Morte. Sofrimento. Tragédia. Esses são os conceitos responsáveis por caracterizar o processo de doação de órgãos na sociedade brasileira, que depara-se com déficits e a morosidade, impedindo que outras vidas sejam salvas. Nesse contexto, percebe-se a configuração de um grave problema de contornos específicos, em virtude da falta de racionalidade comum a momentos de luto e do silenciamento em torno do tema. 



Em primeira análise, a falta de um pensamento racional mostra-se como um dos desafios à resolução do problema. Segundo Hegel, um dos filósofos mais importantes da história, a razão rege o mundo. No entanto, verifica-se uma atuação da irracionalidade na questão da doação de órgãos, já que, infelizmente, o momento de tomada dessa decisão, na maioria das vezes, é regida pela emoção, em um momento de luto. Assim, sem a presença de uma lógica que permita que as famílias tomem decisões empáticas, que podem salvar outra vidas, esse problema tem sua intervenção dificultada.



Além disso, a lentidão da doação de órgãos encontra terra fértil no silenciamento.
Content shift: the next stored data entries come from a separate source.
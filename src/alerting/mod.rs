//! Alert engine (§4.4): offline/load/traffic/expiry rule evaluation on a fixed tick, with a
//! firing-warning -> firing-critical -> resolved state machine per (rule, metric, server) and
//! per-alert-key notification cooldowns.

mod engine;
mod rules;
mod state;

pub use engine::{run_alert_loop, AlertEngineDeps};
pub use rules::{AlertKind, TrafficReader};
pub use state::{ActiveAlert, AlertSeverity, AlertStateStore};
use async_trait::async_trait;
use reqwest::Client;
use serde_json::json;

use crate::notifications::encryption::EncryptionService;
use crate::notifications::models::ChannelConfig;

use super::{decrypt, NotificationSender, SenderError};

pub struct DiscordSender {
    client: Client,
}

impl DiscordSender {
    pub fn new() -> Self {
        Self { client: Client::new() }
    }
}

#[async_trait]
impl NotificationSender for DiscordSender {
    async fn send(
        &self,
        config: &ChannelConfig,
        message: &str,
        enc: &EncryptionService,
    ) -> Result<(), SenderError> {
        let ChannelConfig::Discord { webhook_url_encrypted } = config else {
            return Err(SenderError::InvalidConfiguration(
                "expected discord config".to_string(),
            ));
        };
        let url = decrypt(enc, webhook_url_encrypted)?;

        let response = self
            .client
            .post(&url)
            .json(&json!({ "content": message }))
            .send()
            .await?;
        if !response.status().is_success() {
            return Err(SenderError::SendFailed(format!(
                "discord webhook returned status {}",
                response.status()
            )));
        }
        Ok(())
    }
}
//! Typed configuration object, guarded by a readers-writer lock, persisted to disk through a
//! debounced writer. Grounded in the teacher's `server::config::ServerConfig::load`
//! (file -> env layering) and generalized to the full set of sections the core consumes
//! (§3 Configuration, §6 on-disk configuration).

use std::collections::HashMap;
use std::env;
use std::path::{Path, PathBuf};
use std::sync::Arc;

use serde::{Deserialize, Serialize};
use tokio::sync::RwLock;
use tokio::time::{interval, Duration};
use tracing::{error, info, warn};

use crate::notifications::models::ChannelConfig;

#[derive(Debug, Clone, Serialize, Deserialize)]
pub struct RemoteServer {
    pub id: String,
    pub display_name: String,
    pub auth_token: String,
    pub ip_address: Option<String>,
    pub agent_version: Option<String>,
    pub monthly_price: Option<f64>,
    pub expiry_date: Option<String>,
    pub auto_renew: bool,
    #[serde(default)]
    pub traffic: TrafficLimitConfig,
}

#[derive(Debug, Clone, Serialize, Deserialize)]
pub struct TrafficLimitConfig {
    pub monthly_gb: f64,
    pub threshold_type: TrafficThresholdType,
    pub reset_day: u8,
    pub warning_percent: f64,
}

impl Default for TrafficLimitConfig {
    fn default() -> Self {
        Self {
            monthly_gb: 1000.0,
            threshold_type: TrafficThresholdType::Sum,
            reset_day: 1,
            warning_percent: 80.0,
        }
    }
}

#[derive(Debug, Clone, Copy, PartialEq, Eq, Serialize, Deserialize)]
#[serde(rename_all = "snake_case")]
pub enum TrafficThresholdType {
    Sum,
    Max,
    Up,
    Down,
}

#[derive(Debug, Clone, Serialize, Deserialize, Default)]
pub struct ProbeSettings {
    #[serde(default)]
    pub ping_targets: Vec<PingTarget>,
}

#[derive(Debug, Clone, Serialize, Deserialize)]
pub struct PingTarget {
    pub name: String,
    pub host: String,
}

#[derive(Debug, Clone, Serialize, Deserialize)]
pub struct NotificationChannelConfig {
    pub id: String,
    pub name: String,
    pub enabled: bool,
    pub config: ChannelConfig,
}

#[derive(Debug, Clone, Serialize, Deserialize)]
pub struct AlertRuleConfig {
    pub id: String,
    pub enabled: bool,
    pub channel_ids: Vec<String>,
    #[serde(default)]
    pub include_servers: Vec<String>,
    #[serde(default)]
    pub exclude_servers: Vec<String>,
    pub offline_grace_seconds: u64,
    pub cpu_warning: f64,
    pub cpu_critical: f64,
    pub memory_warning: f64,
    pub memory_critical: f64,
    pub disk_warning: f64,
    pub disk_critical: f64,
    pub duration_seconds: u64,
    pub load_cooldown_seconds: u64,
    pub traffic_cooldown_seconds: u64,
    pub expiry_days_before: Vec<i64>,
    pub expiry_cooldown_seconds: u64,
    pub recovery_notify: bool,
}

impl Default for AlertRuleConfig {
    fn default() -> Self {
        Self {
            id: "default".to_string(),
            enabled: true,
            channel_ids: Vec::new(),
            include_servers: Vec::new(),
            exclude_servers: Vec::new(),
            offline_grace_seconds: 60,
            cpu_warning: 80.0,
            cpu_critical: 95.0,
            memory_warning: 85.0,
            memory_critical: 95.0,
            disk_warning: 85.0,
            disk_critical: 95.0,
            duration_seconds: 60,
            load_cooldown_seconds: 15 * 60,
            traffic_cooldown_seconds: 24 * 3600,
            expiry_days_before: vec![30, 14, 7, 3, 1],
            expiry_cooldown_seconds: 24 * 3600,
            recovery_notify: true,
        }
    }
}

#[derive(Debug, Clone, Serialize, Deserialize)]
pub struct AlertTemplates {
    /// Template bodies keyed by alert type ("offline", "cpu", "memory", "disk", "traffic",
    /// "expiry") plus the special "recovery" key.
    pub bodies: HashMap<String, String>,
}

impl Default for AlertTemplates {
    fn default() -> Self {
        let mut bodies = HashMap::new();
        bodies.insert(
            "offline".to_string(),
            "[{{ Severity }}] {{ ServerName }} has been offline since {{ LastSeen }}".to_string(),
        );
        bodies.insert(
            "cpu".to_string(),
            "[{{ Severity }}] {{ ServerName }} CPU at {{ Value }}% (threshold {{ Threshold }}%) for {{ Duration }}".to_string(),
        );
        bodies.insert(
            "memory".to_string(),
            "[{{ Severity }}] {{ ServerName }} memory at {{ Value }}% (threshold {{ Threshold }}%) for {{ Duration }}".to_string(),
        );
        bodies.insert(
            "disk".to_string(),
            "[{{ Severity }}] {{ ServerName }} disk at {{ Value }}% (threshold {{ Threshold }}%) for {{ Duration }}".to_string(),
        );
        bodies.insert(
            "traffic".to_string(),
            "[{{ Severity }}] {{ ServerName }} traffic usage at {{ Percent }}% of quota".to_string(),
        );
        bodies.insert(
            "expiry".to_string(),
            "[{{ Severity }}] {{ ServerName }} expires in {{ Value }} days".to_string(),
        );
        bodies.insert(
            "recovery".to_string(),
            "[RECOVERED] {{ ServerName }} {{ AlertType }} alert has resolved".to_string(),
        );
        Self { bodies }
    }
}

#[derive(Debug, Clone, Serialize, Deserialize, Default)]
pub struct AuditLogConfig {
    pub retention_days: u32,
}

#[derive(Debug, Clone, Serialize, Deserialize)]
pub struct Config {
    pub frontend_url: String,
    pub notification_encryption_key: String,
    #[serde(default)]
    pub servers: Vec<RemoteServer>,
    #[serde(default)]
    pub probe: ProbeSettings,
    #[serde(default)]
    pub alert_rules: Vec<AlertRuleConfig>,
    #[serde(default)]
    pub alert_templates: AlertTemplates,
    #[serde(default)]
    pub notification_channels: Vec<NotificationChannelConfig>,
    #[serde(default)]
    pub audit_log: AuditLogConfig,
}

impl Default for Config {
    fn default() -> Self {
        Self {
            frontend_url: "http://localhost:8080".to_string(),
            notification_encryption_key: String::new(),
            servers: Vec::new(),
            probe: ProbeSettings {
                ping_targets: Vec::new(),
            },
            alert_rules: vec![AlertRuleConfig::default()],
            alert_templates: AlertTemplates::default(),
            notification_channels: Vec::new(),
            audit_log: AuditLogConfig { retention_days: 90 },
        }
    }
}

impl Config {
    pub fn find_server(&self, id: &str) -> Option<&RemoteServer> {
        self.servers.iter().find(|s| s.id == id)
    }

    pub fn find_channel(&self, id: &str) -> Option<&NotificationChannelConfig> {
        self.notification_channels.iter().find(|c| c.id == id)
    }
}

/// Layers config sources the way the teacher's `ServerConfig::load` does: file -> env,
/// env wins. `VSTATS_CONFIG_PATH` picks the file; `VSTATS_DB_PATH` is read separately by the
/// storage layer (see `db::pool`).
pub fn load_config(explicit_path: Option<&str>) -> Result<Config, String> {
    let path = explicit_path
        .map(PathBuf::from)
        .or_else(|| env::var("VSTATS_CONFIG_PATH").ok().map(PathBuf::from));

    let mut config = if let Some(path) = &path {
        if path.exists() {
            let contents = std::fs::read_to_string(path)
                .map_err(|e| format!("failed to read config file {path:?}: {e}"))?;
            serde_json::from_str(&contents)
                .map_err(|e| format!("failed to parse config file {path:?}: {e}"))?
        } else {
            Config::default()
        }
    } else {
        Config::default()
    };

    if let Ok(val) = env::var("FRONTEND_URL") {
        config.frontend_url = val;
    }
    if let Ok(val) = env::var("NOTIFICATION_ENCRYPTION_KEY") {
        config.notification_encryption_key = val;
    }

    Ok(config)
}

/// Shared, lock-protected configuration object. REST/admin collaborators (out of core scope)
/// mutate through `write()`; the core's components only ever take `read()` references, per
/// §3: "the alert engine and traffic manager hold no ownership, only read references."
pub struct SharedConfig {
    inner: RwLock<Config>,
    path: Option<PathBuf>,
    dirty: std::sync::atomic::AtomicBool,
}

pub type ConfigHandle = Arc<SharedConfig>;

impl SharedConfig {
    pub fn new(config: Config, path: Option<PathBuf>) -> ConfigHandle {
        Arc::new(Self {
            inner: RwLock::new(config),
            path,
            dirty: std::sync::atomic::AtomicBool::new(false),
        })
    }

    pub async fn read(&self) -> tokio::sync::RwLockReadGuard<'_, Config> {
        self.inner.read().await
    }

    pub async fn write(&self) -> tokio::sync::RwLockWriteGuard<'_, Config> {
        self.dirty.store(true, std::sync::atomic::Ordering::Relaxed);
        self.inner.write().await
    }

    /// Debounced persistence task: wakes every 5s, writes to disk only if something mutated
    /// the config since the last tick. Mirrors the teacher's "~5s debounce" contract (§6).
    pub async fn run_debounced_writer(self: Arc<Self>) {
        let mut ticker = interval(Duration::from_secs(5));
        loop {
            ticker.tick().await;
            if self.dirty.swap(false, std::sync::atomic::Ordering::Relaxed) {
                if let Err(e) = self.persist().await {
                    error!(error = %e, "failed to persist configuration");
                }
            }
        }
    }

    async fn persist(&self) -> std::io::Result<()> {
        let Some(path) = &self.path else {
            return Ok(());
        };
        let snapshot = self.inner.read().await.clone();
        let json = serde_json::to_string_pretty(&snapshot)
            .unwrap_or_else(|_| "{}".to_string());
        write_config_file(path, &json)
    }

    /// SIGHUP handler (§6 signal handling): reload sensitive secrets from disk without
    /// touching the rest of the live config.
    pub async fn reload_secrets_from_disk(&self) {
        let Some(path) = &self.path else {
            warn!("SIGHUP received but no config path configured; ignoring");
            return;
        };
        match std::fs::read_to_string(path) {
            Ok(contents) => match serde_json::from_str::<Config>(&contents) {
                Ok(on_disk) => {
                    let mut guard = self.inner.write().await;
                    guard.notification_encryption_key = on_disk.notification_encryption_key;
                    info!("reloaded secrets from configuration file on SIGHUP");
                }
                Err(e) => error!(error = %e, "failed to parse configuration file during reload"),
            },
            Err(e) => error!(error = %e, "failed to read configuration file during reload"),
        }
    }
}

#[cfg(unix)]
fn write_config_file(path: &Path, contents: &str) -> std::io::Result<()> {
    use std::os::unix::fs::OpenOptionsExt;
    let mut file = std::fs::OpenOptions::new()
        .write(true)
        .create(true)
        .truncate(true)
        .mode(0o600)
        .open(path)?;
    use std::io::Write;
    file.write_all(contents.as_bytes())
}

#[cfg(not(unix))]
fn write_config_file(path: &Path, contents: &str) -> std::io::Result<()> {
    std::fs::write(path, contents)
}

#[cfg(test)]
mod tests {
    use super::*;

    #[test]
    fn default_alert_rule_has_sane_thresholds() {
        let rule = AlertRuleConfig::default();
        assert!(rule.cpu_critical > rule.cpu_warning);
        assert!(rule.memory_critical > rule.memory_warning);
    }

    #[tokio::test]
    async fn shared_config_read_write_roundtrip() {
        let handle = SharedConfig::new(Config::default(), None);
        {
            let mut guard = handle.write().await;
            guard.frontend_url = "https://example.com".to_string();
        }
        assert_eq!(handle.read().await.frontend_url, "https://example.com");
    }
}
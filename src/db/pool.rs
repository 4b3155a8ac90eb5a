//! Connection pool bootstrap and schema migration, grounded in the teacher's
//! `db::duckdb_service::{DuckDbPool, initialize_db}`.

use std::env;
use std::path::{Path, PathBuf};
use std::sync::Arc;

use duckdb::DuckdbConnectionManager;
use tracing::info;

use super::writer::Writer;
use super::StorageError;

pub type DuckPool = r2d2::Pool<DuckdbConnectionManager>;

const MIGRATIONS: &str = include_str!("migrations.sql");

/// Resolves the on-disk database path the way the teacher resolves its config path:
/// explicit override first, then `VSTATS_DB_PATH`, then a fixed default.
pub fn resolve_db_path(explicit: Option<&str>) -> PathBuf {
    explicit
        .map(PathBuf::from)
        .or_else(|| env::var("VSTATS_DB_PATH").ok().map(PathBuf::from))
        .unwrap_or_else(|| PathBuf::from("vstats.duckdb"))
}

fn run_migrations(path: &Path) -> Result<(), StorageError> {
    let conn = duckdb::Connection::open(path)?;
    conn.execute_batch(MIGRATIONS)?;
    Ok(())
}

/// Everything the rest of the core needs to talk to storage: a read pool plus a handle to
/// send mutations to the single writer thread.
pub struct StorageHandle {
    pub pool: DuckPool,
    pub writer: Arc<Writer>,
}

impl StorageHandle {
    /// Opens (creating if absent) the database at `path`, runs migrations, and spawns the
    /// dedicated writer thread. Mirrors the teacher's `DuckDBService::new` bootstrap order:
    /// migrate before the pool is handed out to readers.
    pub fn open(path: &Path) -> Result<Self, StorageError> {
        run_migrations(path)?;
        info!(db_path = %path.display(), "storage schema ready");

        let manager = DuckdbConnectionManager::file(path)?;
        let pool = r2d2::Pool::builder().max_size(8).build(manager)?;

        let writer = Writer::spawn(path.to_path_buf())?;

        Ok(Self { pool, writer })
    }
}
Nesse sentido, Habermas traz uma contribuição relevante ao defender que a linguagem é uma verdadeira forma de ação. Desse modo, para que um problema como o da doação de órgãos seja resolvido, faz-se necessário debater sobre ele, de modo que as famílias participem do diálogo e sejam incentivadas a optarem pela doação antes mesmo do momento do falecimento, enquanto todos os integrantes ainda encontram-se vivos. No entanto percebe-se uma lacuna no que se refere a essa problemática, que ainda é muito silenciada, já que a morte em sí é um grande tabu na nossa sociedade. 



Portanto, indubitavelmente, medidas são necessárias para resolver o problema apresentado. Como solução, é preciso que as escolas e as unidades de saúde, em parceria com a prefeitura, promovam um espaço para rodas de conversa e debates acerca da doação de órgãos. Contando com a presença de professores, médicos e convidados especializados no assunto. Além disso, deve ser aberto à comunidade, com o fito de que mais pessoas compreendam questões relativas ao tema e se tornem cidadãos mais atentos na busca de resoluções. Em suma, é preciso que se aja sobre o problema, pois como defendeu Simone de Bevouir: "Cada um de nós é responsável por tudo e por todos seres humanos.".